START Data provided

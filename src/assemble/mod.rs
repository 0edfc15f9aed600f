//! Markdown assembly
//!
//! Turns the crawl's page table into one ordered Markdown document: a table
//! of contents followed by every page's content under a top-level heading.
//!
//! # Ordering
//!
//! When navigation extraction was order-preserving (or the site has global
//! navigation), discovery order is authoritative. Otherwise pages are sorted
//! structurally by URL path: root first, top-level pages alphabetically,
//! then multi-segment pages grouped by their first path segment. Section
//! headers are slotted in front of the page group their title names.

use std::collections::HashSet;

use once_cell::sync::Lazy;
use regex::Regex;
use url::Url;

use crate::content::flatten_headings;
use crate::crawler::Page;
use crate::nav::NavFlags;

static H2_HEADING: Lazy<Regex> = Lazy::new(|| Regex::new(r"(?m)^## (.+)$").expect("valid regex"));
static HEADING_NUMBER: Lazy<Regex> =
    Lazy::new(|| Regex::new(r"^(\d+(?:\.\d+)*)[.\s]").expect("valid regex"));

/// Lowercase, hyphenated, anchor-safe rendering of a title
///
/// Used identically for table-of-contents anchors and body headings so the
/// links resolve.
pub fn slugify(title: &str) -> String {
    let mut slug = String::with_capacity(title.len());
    let mut last_was_hyphen = true;
    for c in title.chars() {
        if c.is_alphanumeric() {
            for lower in c.to_lowercase() {
                slug.push(lower);
            }
            last_was_hyphen = false;
        } else if !last_was_hyphen {
            slug.push('-');
            last_was_hyphen = true;
        }
    }
    while slug.ends_with('-') {
        slug.pop();
    }
    slug
}

/// Assembles the final Markdown document from the crawl's page table
///
/// Returns an empty string when no page carries content; the caller treats
/// that as a failed crawl.
pub fn generate_markdown(pages: &[Page], flags: NavFlags) -> String {
    if !pages.iter().any(|p| has_content(p)) {
        return String::new();
    }

    let mut sorted: Vec<&Page> = pages.iter().collect();
    if flags.global_nav || flags.preserves_order {
        sorted.sort_by_key(|p| p.index);
    } else {
        let groups = multi_segment_groups(pages);
        sorted.sort_by(|a, b| sort_key(a, &groups).cmp(&sort_key(b, &groups)));
    }

    let surviving = suppress_empty_headers(&sorted);

    let mut parts: Vec<String> = Vec::new();
    parts.push("# Table of Contents\n".to_string());

    let single_page = pages.iter().filter(|p| has_content(p)).count() == 1;
    let mut seen_urls = HashSet::new();
    let mut seen_headers = HashSet::new();

    for page in &surviving {
        let title = page.title.trim();
        if title.is_empty() {
            continue;
        }
        // Headers deduplicate by title, pages by URL; a page may share its
        // title with a header
        match &page.url {
            None => {
                if !seen_headers.insert(title.to_string()) {
                    continue;
                }
            }
            Some(url) => {
                if !seen_urls.insert(url.clone()) {
                    continue;
                }
            }
        }

        let indent = "  ".repeat(page.depth);
        match &page.url {
            None => parts.push(format!("{}**{}**", indent, title)),
            Some(_) => {
                parts.push(format!("{}- [{}](#{})", indent, title, slugify(title)));
                if single_page {
                    if let Some(content) = &page.content {
                        push_heading_subentries(&mut parts, &flatten_headings(content));
                    }
                }
            }
        }
    }

    parts.push("\n---\n".to_string());

    let mut seen_titles = HashSet::new();
    for page in &sorted {
        let title = page.title.trim();
        let Some(content) = page.content.as_deref().map(str::trim) else {
            continue;
        };
        if title.is_empty() || content.is_empty() {
            continue;
        }
        if !seen_titles.insert(title.to_string()) {
            continue;
        }

        parts.push(format!("\n# {}", title));
        if let Some(url) = &page.url {
            parts.push(format!("\nSource: {}\n", url));
        }
        // A lone page's own heading structure becomes the document outline,
        // so its deep headings collapse to the outline level
        if single_page {
            parts.push(flatten_headings(content));
        } else {
            parts.push(content.to_string());
        }
        parts.push("\n---\n".to_string());
    }

    parts.join("\n")
}

fn has_content(page: &Page) -> bool {
    page.content
        .as_deref()
        .is_some_and(|c| !c.trim().is_empty())
}

/// Nested TOC entries for a single-page document, derived from its `##`
/// headings; numbered headings ("1.2 Topic") set the nesting level and
/// unnumbered ones hang one level below the last numbered heading
fn push_heading_subentries(parts: &mut Vec<String>, content: &str) {
    let mut last_numbered_level = 0usize;
    for caps in H2_HEADING.captures_iter(content) {
        let heading = caps[1].trim();
        if heading.is_empty() {
            continue;
        }
        let level = match HEADING_NUMBER.captures(heading) {
            Some(number) => {
                let depth = number[1].matches('.').count() + 1;
                last_numbered_level = depth;
                depth
            }
            None => last_numbered_level + 1,
        };
        let indent = "  ".repeat(level);
        parts.push(format!("{}- [{}](#{})", indent, heading, slugify(heading)));
    }
}

/// Drops section headers with no deeper page before the next sibling-or-
/// shallower header
fn suppress_empty_headers<'a>(sorted: &[&'a Page]) -> Vec<&'a Page> {
    let mut kept = Vec::with_capacity(sorted.len());
    for (i, page) in sorted.iter().enumerate() {
        if page.url.is_some() {
            kept.push(*page);
            continue;
        }

        let mut introduces_pages = false;
        for following in &sorted[i + 1..] {
            if following.url.is_none() && following.depth <= page.depth {
                break;
            }
            if following.url.is_some() && following.depth > page.depth {
                introduces_pages = true;
                break;
            }
        }
        if introduces_pages {
            kept.push(*page);
        }
    }
    kept
}

fn path_segments(url: &str) -> Vec<String> {
    match Url::parse(url) {
        Ok(parsed) => parsed
            .path()
            .split('/')
            .filter(|s| !s.is_empty())
            .map(|s| s.to_lowercase())
            .collect(),
        Err(_) => Vec::new(),
    }
}

/// First path segments that own more than one level of pages; used to slot
/// section entry pages and headers in front of their group
fn multi_segment_groups(pages: &[Page]) -> HashSet<String> {
    pages
        .iter()
        .filter_map(|p| p.url.as_deref())
        .map(path_segments)
        .filter(|segments| segments.len() > 1)
        .map(|segments| segments[0].clone())
        .collect()
}

/// Structural sort key: (band, group, path-within-group)
///
/// Band 0 is the root page, band 1 top-level pages and unmatched headers,
/// band 2 grouped multi-segment pages with their headers slotted first.
fn sort_key(page: &Page, groups: &HashSet<String>) -> (u8, String, String) {
    match page.url.as_deref() {
        Some(url) => {
            let segments = path_segments(url);
            if segments.is_empty() {
                return (0, String::new(), String::new());
            }
            let prefix = &segments[0];
            if groups.contains(prefix) {
                // A single-segment entry page sorts right behind its header
                let sort_path = if segments.len() > 1 {
                    segments.join("/")
                } else {
                    format!("{}/!", prefix)
                };
                (2, prefix.clone(), sort_path)
            } else {
                (1, String::new(), segments.join("/"))
            }
        }
        None => {
            let slug = slugify(&page.title);
            let group = groups
                .iter()
                .find(|g| {
                    slug == **g
                        || slug.starts_with(&format!("{}-", g))
                        || slug.split('-').any(|word| word == g.as_str())
                })
                .cloned();
            match group {
                Some(group) if page.depth == 0 => (2, group, String::new()),
                // Subsection headers land after their group's pages
                Some(group) => (2, group, format!("zzz-{}", slug)),
                None => (1, String::new(), format!("!header-{:04}", page.index)),
            }
        }
    }
}
use url::Url;

/// Normalizes an href found in page markup into a crawlable absolute URL
///
/// # Normalization Steps
///
/// 1. Reject empty and fragment-only hrefs
/// 2. Resolve relative hrefs against `base_url`
/// 3. Reject absolute hrefs that do not share the base URL prefix (external
///    links, sibling sites on the same host are still accepted when the
///    textual prefix matches)
/// 4. Strip the `#fragment` suffix
/// 5. Strip the trailing slash
///
/// # Arguments
///
/// * `href` - The raw href attribute value
/// * `base_url` - The crawl's base URL
///
/// # Returns
///
/// * `Some(String)` - Normalized absolute URL
/// * `None` - The href should not be crawled
///
/// # Examples
///
/// ```
/// use url::Url;
/// use docbinder::url::normalize;
///
/// let base = Url::parse("https://docs.example.com/handbook/").unwrap();
/// assert_eq!(
///     normalize("getting-started/", &base).as_deref(),
///     Some("https://docs.example.com/handbook/getting-started")
/// );
/// assert_eq!(normalize("#section", &base), None);
/// assert_eq!(normalize("https://other.com/page", &base), None);
/// ```
pub fn normalize(href: &str, base_url: &Url) -> Option<String> {
    let href = href.trim();

    if href.is_empty() || href.starts_with('#') {
        return None;
    }

    let base_prefix = base_url.as_str().trim_end_matches('/');

    let full_url = match Url::parse(href) {
        // Absolute URL: accept only when it stays under the base prefix
        Ok(absolute) => {
            if absolute.cannot_be_a_base() {
                return None;
            }
            if !href.starts_with(base_prefix) {
                return None;
            }
            absolute
        }
        Err(url::ParseError::RelativeUrlWithoutBase) => base_url.join(href).ok()?,
        Err(_) => return None,
    };

    if full_url.scheme() != "http" && full_url.scheme() != "https" {
        return None;
    }

    // Strip fragment, then trailing slash
    let mut normalized = full_url;
    normalized.set_fragment(None);
    Some(normalized.as_str().trim_end_matches('/').to_string())
}

#[cfg(test)]
mod tests {
    use super::*;

    fn base() -> Url {
        Url::parse("https://docs.example.com/handbook/").unwrap()
    }

    #[test]
    fn test_empty_href() {
        assert_eq!(normalize("", &base()), None);
        assert_eq!(normalize("   ", &base()), None);
    }

    #[test]
    fn test_fragment_only() {
        assert_eq!(normalize("#introduction", &base()), None);
    }

    #[test]
    fn test_relative_href_resolved() {
        assert_eq!(
            normalize("getting-started", &base()).as_deref(),
            Some("https://docs.example.com/handbook/getting-started")
        );
    }

    #[test]
    fn test_root_relative_href_resolved() {
        assert_eq!(
            normalize("/handbook/faq", &base()).as_deref(),
            Some("https://docs.example.com/handbook/faq")
        );
    }

    #[test]
    fn test_absolute_under_base_accepted() {
        assert_eq!(
            normalize("https://docs.example.com/handbook/guide", &base()).as_deref(),
            Some("https://docs.example.com/handbook/guide")
        );
    }

    #[test]
    fn test_external_rejected() {
        assert_eq!(normalize("https://other.com/page", &base()), None);
    }

    #[test]
    fn test_same_host_outside_base_rejected() {
        assert_eq!(normalize("https://docs.example.com/blog/post", &base()), None);
    }

    #[test]
    fn test_fragment_stripped() {
        assert_eq!(
            normalize("guide#section-2", &base()).as_deref(),
            Some("https://docs.example.com/handbook/guide")
        );
    }

    #[test]
    fn test_trailing_slash_stripped() {
        assert_eq!(
            normalize("guide/", &base()).as_deref(),
            Some("https://docs.example.com/handbook/guide")
        );
    }

    #[test]
    fn test_non_http_scheme_rejected() {
        assert_eq!(normalize("ftp://docs.example.com/handbook/file", &base()), None);
        assert_eq!(normalize("javascript:void(0)", &base()), None);
    }

    #[test]
    fn test_idempotent_for_accepted_urls() {
        // Re-normalizing an accepted URL yields the same result
        let first = normalize("guide/#anchor", &base()).unwrap();
        let second = normalize(&first, &base()).unwrap();
        assert_eq!(first, second);
    }
}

END Data provided

Required work
The lines from the start of the entries above through the line containing "use crate::nav::NavFlags;" are the ones to return, please; copy them exactly and include both ends.

Written answer
filename src/assemble/mod.rs
repository 0edfc15f9aed600f
//! Markdown assembly
//!
//! Turns the crawl's page table into one ordered Markdown document: a table
//! of contents followed by every page's content under a top-level heading.
//!
//! # Ordering
//!
//! When navigation extraction was order-preserving (or the site has global
//! navigation), discovery order is authoritative. Otherwise pages are sorted
//! structurally by URL path: root first, top-level pages alphabetically,
//! then multi-segment pages grouped by their first path segment. Section
//! headers are slotted in front of the page group their title names.

use std::collections::HashSet;

use once_cell::sync::Lazy;
use regex::Regex;
use url::Url;

use crate::content::flatten_headings;
use crate::crawler::Page;
use crate::nav::NavFlags;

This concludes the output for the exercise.